APL: APL patients typically present with bleeding diathesis with increased coagulation parameters (elevated PT, aPTT) and low fibrinogen. Peripheral smear shows a predominance of myeloid blasts with Auer rods. It is important to start the treatment with ATRA (all-trans-retinoic acid) when APL is suspected rather than awaiting confirmatory tests with FISH. ATRA advances arrested promyeloblasts into becoming mature granulocytes which can result in differentiation syndrome. [17]  Differentiation syndrome is seen during 48 hours of ATRA initiation to even three weeks from starting therapy for APL. Patients have a fever, respiratory distress with acute pulmonary infiltration on imaging, and capillary leak resulting in edema. It can mimic sepsis, resulting in delaying the treatment with dexamethasone. The commonly accepted starting dosage is 10mg every 12 hours till improvement in symptoms and counts. [18]  Other significant complication with ATRA includes raised intracranial pressure leading to headaches and significant vision changes from papilledema. 

Specific treatment for APL depends on whether the patient is at low or intermediate risk (also known as standard risk) with a WBC count <10,000/ mcL or high risk with a WBC count >10,000/ mcL. Low or intermediate-risk APL is further differentiated by platelets above or below 40,000/mcL.
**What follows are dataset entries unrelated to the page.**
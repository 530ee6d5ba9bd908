//! Wall-clock timers
//!
//! Timers count real milliseconds handed in by the host clock, never frames,
//! so spawn cadence and the day/night period hold at any frame rate.

/// Fixed-delay repeating timer
#[derive(Debug, Clone, PartialEq)]
pub struct RepeatingTimer {
    period_ms: f64,
    /// Time left until the next fire
    until_next_ms: f64,
    active: bool,
}

impl RepeatingTimer {
    /// First fire after one full period
    pub fn new(period_ms: f64) -> Self {
        Self {
            period_ms,
            until_next_ms: period_ms,
            active: true,
        }
    }

    /// First fire on the very next `advance`, then every period
    pub fn immediate(period_ms: f64) -> Self {
        Self {
            period_ms,
            until_next_ms: 0.0,
            active: true,
        }
    }

    /// Advance by `dt_ms` and return how many times the timer fired.
    ///
    /// A long stall fires the timer once per elapsed period.
    pub fn advance(&mut self, dt_ms: f64) -> u32 {
        if !self.active || self.period_ms <= 0.0 {
            return 0;
        }
        self.until_next_ms -= dt_ms.max(0.0);
        let mut fired = 0;
        while self.until_next_ms <= 0.0 {
            fired += 1;
            self.until_next_ms += self.period_ms;
        }
        fired
    }

    /// Change the period; a pending fire never moves later than one new period
    pub fn set_period(&mut self, period_ms: f64) {
        self.period_ms = period_ms;
        self.until_next_ms = self.until_next_ms.min(period_ms);
    }

    pub fn period_ms(&self) -> f64 {
        self.period_ms
    }

    pub fn until_next_ms(&self) -> f64 {
        self.until_next_ms
    }

    /// Cancel; no further fires until the owning session is replaced
    pub fn stop(&mut self) {
        self.active = false;
    }

    pub fn is_active(&self) -> bool {
        self.active
    }
}

/// Delayed callback that fires once
#[derive(Debug, Clone, PartialEq)]
pub struct OneShotTimer {
    remaining_ms: f64,
    fired: bool,
}

impl OneShotTimer {
    pub fn new(delay_ms: f64) -> Self {
        Self {
            remaining_ms: delay_ms,
            fired: false,
        }
    }

    /// Returns true on the single advance that crosses the delay
    pub fn advance(&mut self, dt_ms: f64) -> bool {
        if self.fired {
            return false;
        }
        self.remaining_ms -= dt_ms.max(0.0);
        if self.remaining_ms <= 0.0 {
            self.fired = true;
            true
        } else {
            false
        }
    }
}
  • Standard-risk APL: Patients respond well to ATRA and arsenic trioxide (ATO) with lesser complications during induction and recovery without needing an allogeneic stem cell transplant (SCT). During the utilization of ATO, patients need to be monitored for electrolyte changes closely and electrocardiogram for QTc prolongation changes(Framingham formula). [19]
  • High-risk APL: Along with ATRA + ATO, high-risk patients achieve better responses with the addition of idarubicin. [20]  Recent studies have included CD33-targeted drug conjugate, gemtuzumab ozogamicin (GO), during the induction therapy combined with ATRA + ATO. [21]

APL patients have better overall survival and prognosis than other types of AML without needing a transplant. 

AML: Standard therapy for AML is well known as the '7+3' regimen, which includes a 7-day course of cytarabine continuous infusion with a 3-day course of an anthracycline (either daunorubicin or idarubicin). With the advent of cytogenetics and NGS testing, patients are now being risk-stratified based on the molecular markers resulting in prognostic and therapeutic implications. [22] The outline of therapy based on the risk status per ELN (European LeukemiaNet) is as follows 

Standard 7+3 regimen with/without GO.[23] This chemo regimen can be attempted in patients > 60 years old if they have good tolerability as determined by performance status. 

ALL is divided into B or T lymphocyte variants based on the lymphoblast origin and the presence of >20% lymphoblasts in peripheral smear or BM. The presence or absence of the Ph chromosome is the most important molecular marker leading to therapeutic implications in treating ALL. 

Combination of chemotherapy with oral tyrosine kinase inhibitor (TKI) favorably 2nd generation and beyond such as dasatinib, ponatinib, bosutinib, nilotinib, and imatinib. Not all the TKI combinations have data with chemotherapy agents, and the availability (more...)

The overall outcome depends upon the patient's response to induction therapy and the presence or absence of MRD (minimal residual disease) needing further therapies and BMT. 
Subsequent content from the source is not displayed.